BEGIN Data supplied

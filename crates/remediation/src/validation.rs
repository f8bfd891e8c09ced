//! Post-execution validation.
//!
//! A [`StepResolver`] derives steps for a plan, a [`ResultTester`] runs them.
//! The engine only runs when both are present and the plan executed
//! successfully; a plan with no derived steps is skipped, not failed.

use std::path::Path;
use std::sync::Arc;

use async_trait::async_trait;
use indexmap::IndexMap;
use serde::{Deserialize, Serialize};
use serde_json::Value;
use tracing::{debug, info, warn};

use fleetmend_core::{
    ExecutionResult, ExecutionStatus, RemediationActionPlan, StepResult, ValidationReport,
};
use fleetmend_rules::loader::{read_document, DefinitionError};

use crate::command::{CommandError, CommandRequest};
use crate::registry::CommandRegistry;
use crate::template;

// ── Rule document ─────────────────────────────────────────────

#[derive(Debug, Clone, Serialize, Deserialize, PartialEq)]
#[serde(rename_all = "camelCase")]
pub struct ValidationStep {
    #[serde(alias = "Name")]
    pub name: String,
    /// Command that performs the check.
    #[serde(alias = "Check")]
    pub check: String,
    /// May reference the plan's resolved parameters as `${Name}`.
    #[serde(default, alias = "Parameters")]
    pub parameters: IndexMap<String, Value>,
}

/// Validation steps by action id, with a fallback list.
#[derive(Debug, Clone, Default, Serialize, Deserialize, PartialEq)]
#[serde(rename_all = "camelCase")]
pub struct ValidationRules {
    #[serde(default, alias = "Rules")]
    pub rules: IndexMap<String, Vec<ValidationStep>>,
    #[serde(default, alias = "DefaultSteps")]
    pub default_steps: Vec<ValidationStep>,
}

impl ValidationRules {
    pub fn load(path: &Path) -> Result<Self, DefinitionError> {
        let rules: Self = read_document(path)?;
        info!(
            path = %path.display(),
            actions = rules.rules.len(),
            default_steps = rules.default_steps.len(),
            "loaded validation rules"
        );
        Ok(rules)
    }

    pub fn steps_for(&self, action_id: &str) -> &[ValidationStep] {
        self.rules
            .get(action_id)
            .map(Vec::as_slice)
            .unwrap_or(&self.default_steps)
    }
}

// ── Collaborators ─────────────────────────────────────────────

pub trait StepResolver: Send + Sync {
    fn resolve(&self, plan: &RemediationActionPlan) -> Vec<ValidationStep>;
}

#[async_trait]
pub trait ResultTester: Send + Sync {
    async fn test(
        &self,
        plan: &RemediationActionPlan,
        step: &ValidationStep,
    ) -> Result<StepResult, CommandError>;
}

/// Resolves steps from a [`ValidationRules`] document, substituting the
/// plan's resolved parameters into step parameters.
pub struct RuleStepResolver {
    rules: ValidationRules,
}

impl RuleStepResolver {
    pub fn new(rules: ValidationRules) -> Self {
        Self { rules }
    }
}

impl StepResolver for RuleStepResolver {
    fn resolve(&self, plan: &RemediationActionPlan) -> Vec<ValidationStep> {
        let lookup = |name: &str| match name {
            "ActionId" => Some(Value::String(plan.action_id.clone())),
            _ => plan.resolved_parameters.get(name).cloned(),
        };
        self.rules
            .steps_for(&plan.action_id)
            .iter()
            .map(|step| {
                let mut unresolved = Vec::new();
                let parameters = step
                    .parameters
                    .iter()
                    .map(|(k, v)| (k.clone(), template::substitute(v, &lookup, &mut unresolved)))
                    .collect();
                if !unresolved.is_empty() {
                    warn!(step = %step.name, placeholders = ?unresolved, "unresolved validation parameters");
                }
                ValidationStep {
                    name: step.name.clone(),
                    check: step.check.clone(),
                    parameters,
                }
            })
            .collect()
    }
}

/// Runs each step's `check` through the command registry. A step passes
/// iff the command reports success.
pub struct CommandTester {
    registry: Arc<CommandRegistry>,
}

impl CommandTester {
    pub fn new(registry: Arc<CommandRegistry>) -> Self {
        Self { registry }
    }
}

#[async_trait]
impl ResultTester for CommandTester {
    async fn test(
        &self,
        plan: &RemediationActionPlan,
        step: &ValidationStep,
    ) -> Result<StepResult, CommandError> {
        let command = self
            .registry
            .get(&step.check)
            .ok_or_else(|| CommandError::NotFound(step.check.clone()))?;
        let request = CommandRequest {
            action_id: plan.action_id.clone(),
            resolved_parameters: step.parameters.clone(),
        };
        let outcome = command.run(&request).await?;
        let detail = if outcome.success || outcome.errors.is_empty() {
            outcome.output
        } else {
            outcome.errors.join("; ")
        };
        Ok(StepResult {
            name: step.name.clone(),
            passed: outcome.success,
            detail,
        })
    }
}

// ── Engine ────────────────────────────────────────────────────

#[derive(Default, Clone)]
pub struct ValidationEngine {
    resolver: Option<Arc<dyn StepResolver>>,
    tester: Option<Arc<dyn ResultTester>>,
}

impl ValidationEngine {
    pub fn new(resolver: Option<Arc<dyn StepResolver>>, tester: Option<Arc<dyn ResultTester>>) -> Self {
        Self { resolver, tester }
    }

    pub async fn validate(
        &self,
        plan: &RemediationActionPlan,
        result: &ExecutionResult,
    ) -> Option<ValidationReport> {
        let (Some(resolver), Some(tester)) = (&self.resolver, &self.tester) else {
            debug!(action_id = %plan.action_id, "validation not configured");
            return None;
        };
        if result.status != ExecutionStatus::Success {
            debug!(action_id = %plan.action_id, status = result.status.as_str(), "not validating unsuccessful execution");
            return None;
        }

        let steps = resolver.resolve(plan);
        if steps.is_empty() {
            info!(action_id = %plan.action_id, "no validation steps, skipping");
            return None;
        }

        let mut step_results = Vec::with_capacity(steps.len());
        for step in &steps {
            let step_result = match tester.test(plan, step).await {
                Ok(r) => r,
                Err(e) => {
                    warn!(action_id = %plan.action_id, step = %step.name, error = %e, "validation step errored");
                    StepResult {
                        name: step.name.clone(),
                        passed: false,
                        detail: e.to_string(),
                    }
                }
            };
            step_results.push(step_result);
        }

        let report = ValidationReport::from_steps(&plan.action_id, step_results);
        info!(
            action_id = %plan.action_id,
            steps = report.step_results.len(),
            failed = report.is_failed(),
            "validation finished"
        );
        Some(report)
    }
}

#[cfg(test)]
mod tests {
    use super::*;
    use crate::command::{CommandOutcome, RemediationCommand};
    use fleetmend_core::ImplementationType;
    use serde_json::json;

    fn plan(action_id: &str, params: Value) -> RemediationActionPlan {
        RemediationActionPlan {
            action_id: action_id.into(),
            source_id: "REC".into(),
            title: String::new(),
            description: String::new(),
            implementation_type: ImplementationType::Scripted,
            target_reference: None,
            resolved_parameters: serde_json::from_value(params).unwrap(),
            confirmation_required: false,
            impact: String::new(),
            success_criteria: String::new(),
        }
    }

    fn rules() -> ValidationRules {
        serde_json::from_value(json!({
            "rules": {
                "REM_SVC_RESTART": [
                    {"name": "running", "check": "service-status", "parameters": {"ServiceName": "${ServiceName}"}},
                    {"name": "logs", "check": "missing-check"}
                ]
            },
            "defaultSteps": []
        }))
        .unwrap()
    }

    struct ServiceStatus;

    #[async_trait]
    impl RemediationCommand for ServiceStatus {
        fn name(&self) -> &str {
            "service-status"
        }

        async fn run(&self, request: &CommandRequest) -> Result<CommandOutcome, CommandError> {
            match request.resolved_parameters.get("ServiceName") {
                Some(Value::String(s)) if s == "Spooler" => Ok(CommandOutcome::success("Running")),
                _ => Ok(CommandOutcome::failure("Stopped")),
            }
        }
    }

    fn engine() -> ValidationEngine {
        let mut registry = CommandRegistry::new();
        registry.register(ServiceStatus).unwrap();
        ValidationEngine::new(
            Some(Arc::new(RuleStepResolver::new(rules()))),
            Some(Arc::new(CommandTester::new(Arc::new(registry)))),
        )
    }

    #[test]
    fn resolver_substitutes_plan_parameters() {
        let resolver = RuleStepResolver::new(rules());
        let steps = resolver.resolve(&plan("REM_SVC_RESTART", json!({"ServiceName": "Spooler"})));
        assert_eq!(steps.len(), 2);
        assert_eq!(steps[0].parameters["ServiceName"], json!("Spooler"));
        assert!(resolver.resolve(&plan("REM_OTHER", json!({}))).is_empty());
    }

    #[tokio::test]
    async fn tester_errors_are_failed_steps() {
        let p = plan("REM_SVC_RESTART", json!({"ServiceName": "Spooler"}));
        let ok = ExecutionResult::new("REM_SVC_RESTART", ExecutionStatus::Success);
        let report = engine().validate(&p, &ok).await.unwrap();
        assert!(report.step_results[0].passed);
        assert!(!report.step_results[1].passed);
        assert!(report.step_results[1].detail.contains("missing-check"));
        assert!(report.is_failed());
    }

    #[tokio::test]
    async fn skipped_without_success_steps_or_collaborators() {
        let p = plan("REM_SVC_RESTART", json!({"ServiceName": "Spooler"}));
        let failed = ExecutionResult::new("REM_SVC_RESTART", ExecutionStatus::Failed);
        assert!(engine().validate(&p, &failed).await.is_none());

        let ok = ExecutionResult::new("REM_OTHER", ExecutionStatus::Success);
        assert!(engine().validate(&plan("REM_OTHER", json!({})), &ok).await.is_none());

        let unconfigured = ValidationEngine::default();
        assert!(unconfigured.validate(&p, &ok).await.is_none());
    }

    #[test]
    fn loads_yaml_rules() {
        let dir = tempfile::tempdir().unwrap();
        let path = dir.path().join("validation.yaml");
        std::fs::write(
            &path,
            "rules:\n  REM_NET_FLUSH_DNS:\n    - name: resolve\n      check: dns-resolve\ndefaultSteps:\n  - name: ping\n    check: ping-host\n",
        )
        .unwrap();
        let rules = ValidationRules::load(&path).unwrap();
        assert_eq!(rules.steps_for("REM_NET_FLUSH_DNS")[0].check, "dns-resolve");
        assert_eq!(rules.steps_for("REM_ANY")[0].name, "ping");
    }
}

END Data supplied

What needs to be done:
Among the entries, find each line that includes the string "lookup" and copy it.

Written solution:
        let lookup = |name: &str| match name {
                    .map(|(k, v)| (k.clone(), template::substitute(v, &lookup, &mut unresolved)))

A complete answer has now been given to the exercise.